Para conocer el porqué del templo hemos de remontarnos al siglo XI y a los hechos históricos que llevaron al infante Ramiro de Navarra a unirse a la Primera Cruzada. En 1099 ayudó a sitiar la ciudad de Jerusalén. En su testamento le dejó a su segundo hijo Sancho los territorios de Peña Cerrada con el encargo de levantar una iglesia que, en recuerdo de su entrada a la ciudad santa por la muralla adosada a la Piscina Probática (aquella en la que eran lavadas las ovejas antes de ser sacrificadas en el Templo de Salomón) estuviera bajo la adveración de Santa María de la Piscina.

El templo es un bello monumento que ha conservado la pureza de su estilo románico, aunque en el siglo XVI se modificó la fachada y se le añadió un gran escudo, el de la Divisa Real. Construido en piedra de sillería, la homogeneidad de su conjunto llama la atención, a pesar de que en el siglo XIII se le añadieron la torre campanario del hastial occidental y una cámara, en el lado norte.

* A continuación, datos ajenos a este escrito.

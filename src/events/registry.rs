use std::sync::OnceLock;

use super::{Listener, WorkspaceEvent};

static REGISTRY: OnceLock<EventRegistry> = OnceLock::new();

/// Listeners for team and workspace events.
///
/// The registry is built once at startup by [`register_event_listeners`]
/// and is read-only afterwards. Each event goes to the listeners whose
/// [`Listener::interested_in`] accepts it, in registration order:
///
/// | Event               | Fired by                                        |
/// |---------------------|-------------------------------------------------|
/// | `TeamCreated`       | `CreateTeamAction`                              |
/// | `MemberJoined`      | `JoinTeamAction`                                |
/// | `MemberLeft`        | `LeaveTeamAction`                               |
/// | `RolesUpdated`      | `UpdateTeamRolesAction`, only when edits exist  |
/// | `WorkspaceSwitched` | a confirmed switch, or losing the selected team |
/// | `SelectionReset`    | loading a user whose saved team is gone         |
/// | `SignedOut`         | `WorkspaceContext::sign_out`                    |
pub struct EventRegistry {
    listeners: Vec<Box<dyn Listener>>,
}

impl EventRegistry {
    fn new() -> Self {
        Self {
            listeners: Vec::new(),
        }
    }

    pub fn listen(&mut self, listener: impl Listener) -> &mut Self {
        self.listeners.push(Box::new(listener));
        self
    }

    pub fn len(&self) -> usize {
        self.listeners.len()
    }

    pub fn is_empty(&self) -> bool {
        self.listeners.is_empty()
    }

    async fn dispatch(&self, event: &WorkspaceEvent) {
        let mut delivered = 0;
        for listener in self.listeners.iter().filter(|l| l.interested_in(event)) {
            listener.handle(event).await;
            delivered += 1;
        }
        log::trace!(
            target: "paddock",
            "msg=\"event dispatched\", event=\"{}\", listeners={delivered}",
            event.name()
        );
    }
}

/// Installs the process-wide listeners.
///
/// Only the first call takes effect. Events fired before it are dropped.
pub fn register_event_listeners<F>(f: F)
where
    F: FnOnce(&mut EventRegistry),
{
    let mut registry = EventRegistry::new();
    f(&mut registry);
    let count = registry.len();
    if REGISTRY.set(registry).is_err() {
        log::warn!(
            target: "paddock",
            "msg=\"event listeners already registered, ignoring\", listeners={count}"
        );
    }
}

/// Sends `event` to the registered listeners. A no-op before registration.
pub async fn dispatch(event: WorkspaceEvent) {
    if let Some(registry) = REGISTRY.get() {
        registry.dispatch(&event).await;
    }
}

El ábside y el presbiterio estuvieron decorados con pinturas murales que representaban el momento en que Ramiro entró en Jerusalén y el hallazgo del trozo de la Vera Cruz. Por debajo de la iglesia, en la zona meridional, se encontró una necrópolis rupestre, fechada entre los siglos X y XIV, que corresponde a un poblado semirrupestre que también se ha documentado alrededor de la iglesia, anterior a ella, y que se debió de abandonar en el siglo XIV, momento en el que sus habitantes se instalaron en la vecina Peciña.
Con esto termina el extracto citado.